Last week, we reported on the proposed Bill in the Connecticut Senate and House to provide additional precautions for home care worker safety. In wake of the Elara Caring at Fault Joyce Grayson Home Care Worker Safety Joyce Grayson murder during a home health visit, leadership in Connecticut aimed to safeguard home health and home health aide workers and collect risk assessment data on the same.

On May 6, 2024, CT legislature passed bills in both the Senate and House of Representatives. Instead of the proposed bills that we reported on previously, both branches added amendments to previous bills. The bills include provisions for cyberattack readiness, child safety, and other items not related to care in the home.

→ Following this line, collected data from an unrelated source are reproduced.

//! "Local first, then remote" policy.

use crate::channel::{Channel, ChannelKind, CommandRegistry, LocalChannel, RemoteChannel};
use crate::config::ComputeConfig;
use crate::error::{ChannelError, ComputeFailed};

use models::{BenchmarkedResult, ComputationRequest, ComputationResponse, Elapsed};

use log::{debug, info, warn};
use uuid::Uuid;

/// Routes each computation to exactly one channel.
///
/// The local channel is tried first. Only a `ChannelUnavailable` answer
/// sends the request to the remote channel, once. Any other outcome of the
/// local channel is final.
#[derive(Debug)]
pub struct Dispatcher<L = LocalChannel<CommandRegistry>, R = RemoteChannel> {
    local: L,
    remote: R,
}

impl<L: Channel, R: Channel> Dispatcher<L, R> {
    pub fn new(local: L, remote: R) -> Self {
        Self { local, remote }
    }

    pub fn local(&self) -> &L {
        &self.local
    }

    pub fn remote(&self) -> &R {
        &self.remote
    }

    /// Run one computation.
    ///
    /// # Errors
    ///
    /// Returns [`ComputeFailed`] carrying the failure kind and the channel
    /// whose outcome was final.
    pub async fn compute(
        &self,
        request: &ComputationRequest,
    ) -> Result<BenchmarkedResult<ComputationResponse>, ComputeFailed> {
        let call_id = Uuid::new_v4();
        let operation = request.operation();

        debug!("[{call_id}] {operation} (model {}) via {}", request.model(), self.local.kind());

        match self.local.invoke(request).await {
            Ok(result) => {
                info!("[{call_id}] {operation} answered by {} in {}", self.local.kind(), result.elapsed);
                return Ok(result);
            }
            Err(ChannelError::Unavailable { .. }) => {
                debug!("[{call_id}] {} channel unavailable, falling back to {}", self.local.kind(), self.remote.kind());
            }
            Err(error) => {
                warn!("[{call_id}] {operation} failed on {}: {error}", self.local.kind());
                return Err(ComputeFailed::new(self.local.kind(), error));
            }
        }

        match self.remote.invoke(request).await {
            Ok(mut result) => {
                result.elapsed = Elapsed::ZERO;
                info!("[{call_id}] {operation} answered by {}", self.remote.kind());
                Ok(result)
            }
            Err(error) => {
                warn!("[{call_id}] {operation} failed on {}: {error}", self.remote.kind());
                Err(ComputeFailed::new(self.remote.kind(), error))
            }
        }
    }
}

impl Dispatcher {
    /// Dispatcher whose remote channel follows `config`.
    pub fn from_config(
        config: &ComputeConfig,
        local: LocalChannel<CommandRegistry>,
    ) -> Result<Self, ChannelError> {
        Ok(Self::new(local, RemoteChannel::from_config(&config.remote)?))
    }

    /// Dispatcher for hosts without an in-process engine.
    pub fn remote_only(config: &ComputeConfig) -> Result<Self, ChannelError> {
        Self::from_config(config, LocalChannel::unbound())
    }
}
mod request;
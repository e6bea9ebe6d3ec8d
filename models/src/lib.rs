//! Domain models for material-properties computations.
//!
//! Pure data passed between the wire codec, the channels and the host:
//! the operation catalogue, requests, responses and timing results.
//! Nothing in here performs I/O.

pub mod benchmark;
pub mod error;
pub mod operation;
pub mod request;
pub mod response;

#[cfg(test)]
mod tests;

pub use benchmark::{BenchmarkedResult, Elapsed};
pub use error::ModelError;
pub use operation::{
    DOUBLE_SIZE, HEADER_SIZE, MODEL_SELECTOR_PARAMETER, Operation, OperationSpec,
};
pub use request::{ComputationRequest, ComputationRequestBuilder};
pub use response::{ComputationResponse, ElasticModules, ThermalConductivity, ThermalExpansion};
//! # Health & Metrics Endpoints (C14, C13)
//!
//! | Endpoint | Purpose |
//! |----------|---------|
//! | `GET /healthz` | Liveness — the engine singleton finished constructing at router build time, so this is always 200 once the process is serving traffic at all. |
//! | `GET /metrics` | Prometheus scraping endpoint. |

use super::AppState;
use axum::extract::State;
use axum::http::StatusCode;
use axum::response::IntoResponse;
use std::sync::Arc;

/// Liveness probe. There is no database or other external dependency to
/// degrade against — the service either isn't running, or it's ready.
pub async fn handler_healthz() -> impl IntoResponse {
    (StatusCode::OK, "ok")
}

/// Prometheus metrics endpoint: renders the current registry state.
pub async fn handler_metrics(State(state): State<Arc<AppState>>) -> impl IntoResponse {
    let body = state.prom_metrics.encode();
    (
        StatusCode::OK,
        [(
            "content-type",
            "application/openmetrics-text; version=1.0.0; charset=utf-8",
        )],
        body,
    )
}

First Stage of Home Care Worker Safety

Some of the provisions in the final bill are effective July 1, 2024. As we previously reported, hospice agencies are currently exempt from these provisions and the CT legislature will address hospice agencies in their next session.

On and after July 1, 2024

The Commissioner shall increase the fee payable to a home health care or home health aide agency that provides escorts for safety purposes to staff conducting a home visit to cover the costs of providing such escorts.

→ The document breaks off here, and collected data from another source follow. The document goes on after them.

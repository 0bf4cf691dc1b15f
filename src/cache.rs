//! # Bounded insertion-ordered TTL cache
//!
//! The suggestions cache (§3, §4.6): a `<query>:<lang>` keyed map with an
//! absolute expiry per entry and FIFO eviction once the map is full. A
//! single mutex guards the size check, eviction, and insert together so the
//! 500-entry bound is never exceeded under concurrent access (§5).
//!
//! This is intentionally a hand-rolled bounded map rather than a pulled-in
//! LRU crate: the eviction contract here is FIFO-on-insert, not
//! recency-on-access, which doesn't match what `lru`-style crates provide.

use std::collections::{HashMap, VecDeque};
use std::sync::Mutex;
use std::time::{Duration, Instant};

struct Entry {
    results: Vec<String>,
    expires_at: Instant,
}

struct Inner {
    map: HashMap<String, Entry>,
    order: VecDeque<String>,
}

pub struct TtlCache {
    capacity: usize,
    ttl: Duration,
    inner: Mutex<Inner>,
}

impl TtlCache {
    pub fn new(capacity: usize, ttl: Duration) -> Self {
        TtlCache {
            capacity,
            ttl,
            inner: Mutex::new(Inner {
                map: HashMap::new(),
                order: VecDeque::new(),
            }),
        }
    }

    /// Read-through lookup. Expired entries are removed lazily on read and
    /// treated as a miss. Removal drops the key from `order` too, so a
    /// lazily-expired entry can never leave a stale slot for `insert`'s FIFO
    /// eviction to pop without actually freeing room in `map`.
    pub fn get(&self, key: &str) -> Option<Vec<String>> {
        let mut inner = self.inner.lock().unwrap_or_else(|e| e.into_inner());
        if let Some(entry) = inner.map.get(key) {
            if entry.expires_at > Instant::now() {
                return Some(entry.results.clone());
            }
            inner.map.remove(key);
            inner.order.retain(|k| k != key);
        }
        None
    }

    /// Write-through insert. If the key is new and the map is at capacity,
    /// evicts the oldest-inserted entry first, then inserts.
    pub fn insert(&self, key: String, results: Vec<String>) {
        let mut inner = self.inner.lock().unwrap_or_else(|e| e.into_inner());
        let is_new = !inner.map.contains_key(&key);
        if is_new && inner.map.len() >= self.capacity {
            if let Some(oldest) = inner.order.pop_front() {
                inner.map.remove(&oldest);
            }
        }
        if is_new {
            inner.order.push_back(key.clone());
        }
        inner.map.insert(
            key,
            Entry {
                results,
                expires_at: Instant::now() + self.ttl,
            },
        );
    }

    #[cfg(test)]
    fn len(&self) -> usize {
        self.inner.lock().unwrap().map.len()
    }
}

pub fn cache_key(query: &str, lang: &str) -> String {
    format!("{query}:{lang}")
}

#[cfg(test)]
mod tests {
    use super::*;

    #[test]
    fn hit_after_insert() {
        let cache = TtlCache::new(10, Duration::from_secs(60));
        cache.insert("rust:en".to_string(), vec!["rust lang".to_string()]);
        assert_eq!(cache.get("rust:en"), Some(vec!["rust lang".to_string()]));
    }

    #[test]
    fn miss_for_unknown_key() {
        let cache = TtlCache::new(10, Duration::from_secs(60));
        assert_eq!(cache.get("nope:en"), None);
    }

    #[test]
    fn expired_entries_are_a_miss() {
        let cache = TtlCache::new(10, Duration::from_millis(1));
        cache.insert("k:en".to_string(), vec!["v".to_string()]);
        std::thread::sleep(Duration::from_millis(5));
        assert_eq!(cache.get("k:en"), None);
    }

    #[test]
    fn fifo_eviction_bounds_cache_size() {
        let cache = TtlCache::new(500, Duration::from_secs(60));
        for i in 0..10_000 {
            cache.insert(format!("q{i}:en"), vec![i.to_string()]);
        }
        assert!(cache.len() <= 500);
        assert_eq!(cache.get("q9999:en"), Some(vec!["9999".to_string()]));
        assert_eq!(cache.get("q0:en"), None);
    }

    #[test]
    fn expiring_a_key_via_get_does_not_leave_a_stale_order_slot() {
        // A key that expires and is reaped by `get` must not leave behind an
        // `order` entry that later lets FIFO eviction pop a no-op and grow
        // the map past capacity.
        let cache = TtlCache::new(2, Duration::from_millis(1));
        cache.insert("a:en".to_string(), vec!["a".to_string()]);
        std::thread::sleep(Duration::from_millis(5));
        assert_eq!(cache.get("a:en"), None);

        cache.insert("b:en".to_string(), vec!["b".to_string()]);
        cache.insert("c:en".to_string(), vec!["c".to_string()]);
        cache.insert("d:en".to_string(), vec!["d".to_string()]);

        assert!(cache.len() <= 2, "cache grew past capacity: {}", cache.len());
    }

    #[test]
    fn cache_key_format() {
        assert_eq!(cache_key("rust", "en"), "rust:en");
    }
}
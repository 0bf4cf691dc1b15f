//! # Prometheus Metrics — Exposition (C13)
//!
//! Exposes shortbang's operational metrics in the Prometheus text exposition
//! format for scraping by Prometheus, Grafana Agent, or any
//! OpenMetrics-compatible collector.
//!
//! ## Metrics exposed
//!
//! | Metric | Type | Labels | Description |
//! |--------|------|--------|-------------|
//! | `shortbang_suggest_requests_total` | Counter | `kind` (`bang`/`plain`) | `/api/suggest` calls by routing kind |
//! | `shortbang_cache_hits_total` | Counter | — | Suggestions cache hits |
//! | `shortbang_cache_misses_total` | Counter | — | Suggestions cache misses |
//! | `shortbang_external_fetch_errors_total` | Counter | — | Failed external suggestions fetches |
//! | `shortbang_external_fetch_duration_seconds` | Histogram | — | External fetch latency |
//!
//! The `/metrics` endpoint renders the current registry state on each scrape.
//!
//! ## References
//!
//! - [Prometheus exposition format](https://prometheus.io/docs/instrumenting/exposition_formats/)

use prometheus_client::encoding::text::encode;
use prometheus_client::encoding::EncodeLabelSet;
use prometheus_client::metrics::counter::Counter;
use prometheus_client::metrics::family::Family;
use prometheus_client::metrics::histogram::{exponential_buckets, Histogram};
use prometheus_client::registry::Registry;

/// Label set distinguishing bang-prefixed from plain-text suggest requests.
#[derive(Clone, Debug, Hash, PartialEq, Eq, EncodeLabelSet)]
pub struct SuggestKindLabel {
    pub kind: String,
}

/// Thread-safe metrics registry for the shortbang service.
pub struct Metrics {
    pub registry: Registry,
    pub suggest_requests: Family<SuggestKindLabel, Counter>,
    pub cache_hits: Counter,
    pub cache_misses: Counter,
    pub external_fetch_errors: Counter,
    pub external_fetch_duration: Histogram,
}

impl Metrics {
    /// Create a new metrics registry with all shortbang metrics registered.
    pub fn new() -> Self {
        let mut registry = Registry::default();

        let suggest_requests = Family::<SuggestKindLabel, Counter>::default();
        registry.register(
            "shortbang_suggest_requests",
            "Suggestion requests by routing kind (bang vs. plain)",
            suggest_requests.clone(),
        );

        let cache_hits = Counter::default();
        registry.register(
            "shortbang_cache_hits",
            "Suggestions cache hits",
            cache_hits.clone(),
        );

        let cache_misses = Counter::default();
        registry.register(
            "shortbang_cache_misses",
            "Suggestions cache misses",
            cache_misses.clone(),
        );

        let external_fetch_errors = Counter::default();
        registry.register(
            "shortbang_external_fetch_errors",
            "Failed external suggestions fetches",
            external_fetch_errors.clone(),
        );

        let external_fetch_duration = Histogram::new(exponential_buckets(0.01, 2.0, 10));
        registry.register(
            "shortbang_external_fetch_duration_seconds",
            "External suggestions fetch latency",
            external_fetch_duration.clone(),
        );

        Self {
            registry,
            suggest_requests,
            cache_hits,
            cache_misses,
            external_fetch_errors,
            external_fetch_duration,
        }
    }

    /// Render all metrics in Prometheus text exposition format.
    pub fn encode(&self) -> String {
        let mut buf = String::new();
        encode(&mut buf, &self.registry).expect("encoding metrics should not fail");
        buf
    }
}

impl Default for Metrics {
    fn default() -> Self {
        Self::new()
    }
}

#[cfg(test)]
mod tests {
    use super::*;

    #[test]
    fn metrics_encode_returns_valid_text() {
        let m = Metrics::new();
        m.cache_hits.inc();
        m.suggest_requests
            .get_or_create(&SuggestKindLabel { kind: "bang".to_string() })
            .inc();

        let output = m.encode();
        assert!(output.contains("shortbang_cache_hits"));
        assert!(output.contains("shortbang_suggest_requests"));
        assert!(output.contains("bang"));
    }

    #[test]
    fn metrics_default_values_are_zero() {
        let m = Metrics::new();
        let output = m.encode();
        assert!(output.contains("shortbang_cache_hits"));
        assert!(output.contains("shortbang_external_fetch_errors"));
    }

    #[test]
    fn metrics_per_kind_counters_independent() {
        let m = Metrics::new();
        m.suggest_requests
            .get_or_create(&SuggestKindLabel { kind: "bang".to_string() })
            .inc_by(3);
        m.suggest_requests
            .get_or_create(&SuggestKindLabel { kind: "plain".to_string() })
            .inc_by(7);

        let output = m.encode();
        assert!(output.contains("bang"));
        assert!(output.contains("plain"));
    }

    #[test]
    fn external_fetch_duration_observations_recorded() {
        let m = Metrics::new();
        m.external_fetch_duration.observe(0.05);
        let output = m.encode();
        assert!(output.contains("shortbang_external_fetch_duration_seconds"));
    }
}
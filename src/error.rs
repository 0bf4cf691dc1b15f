//! # Error Taxonomy
//!
//! Internal error types for the suggestion pipeline. None of these ever
//! escape the `/api/suggest` handler as a failed HTTP response — callers
//! collapse every variant to an empty result, per the "zero user-visible
//! failures" contract. The typed distinction exists for logging and metrics
//! only: it lets us log a meaningful `warn!` without guessing at a
//! `reqwest::Error`'s shape at the call site.

use std::time::Duration;

/// Failure modes for a single external-suggestions fetch.
#[derive(Debug, thiserror::Error)]
pub enum SuggestError {
    #[error("upstream request failed: {0}")]
    Upstream(#[from] reqwest::Error),

    #[error("upstream did not respond within {0:?}")]
    Timeout(Duration),

    #[error("upstream returned a non-2xx status: {0}")]
    Status(u16),

    #[error("upstream response did not match the expected [query, [string...]] shape")]
    MalformedBody,
}
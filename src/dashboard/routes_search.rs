//! # Search redirect handler (§6 `/search`)
//!
//! Resolves a submitted query via the bang registry (C1) and issues a 302
//! redirect to the resolved destination. Resolution never fails — an
//! absent or malformed `q` resolves to the default bang's home URL, the
//! same as any other unmatched query.

use super::AppState;
use axum::extract::{Query, State};
use axum::response::Redirect;
use serde::Deserialize;
use std::sync::Arc;

#[derive(Deserialize)]
pub struct SearchQuery {
    #[serde(default)]
    q: String,
}

pub async fn handler_search(State(state): State<Arc<AppState>>, Query(params): Query<SearchQuery>) -> Redirect {
    let target = state.bangs.resolve(&params.q);
    Redirect::to(&target)
}
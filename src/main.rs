//! # Main — CLI Entry Point
//!
//! Parses configuration, initialises structured logging, and starts the
//! HTTP server that implements the `/search`, `/api/suggest`, and
//! `/opensearch.xml` external interfaces (§6).

mod cli;

#[global_allocator]
static GLOBAL: mimalloc::MiMalloc = mimalloc::MiMalloc;

fn main() -> anyhow::Result<()> {
    cli::run()
}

The Commission of Public Health will establish and administer a home care staff safety grant program to provide grants to home health and home health aide agencies for staff safety technology, including, but not limited to :

  1. A mobile application for staff to access safety information about a client
  2. A method for staff to communicate with either local police or other staff in the event of an emergency
  3. A global positioning system-enabled, wearable device that allows staff to contact local police
Effective July 1, 2024

The sum of one million dollars is appropriated to the Department of Public Health for the the fiscal year ending June 30, 2025, to establish and administer the aforementioned grant program.

The Commissioner of Public Health and the Commission on Community Gun Violence Intervention and Prevention, will develop or find educational material about gun safety practices and provide such to primary care providers to give to patients who are 18 years of age or older.

Second Stage of Home Care Worker Safety

Some of the provisions in the final bill are effective October 1, 2024. Home health and home health aide agencies have five months to comply with these measures.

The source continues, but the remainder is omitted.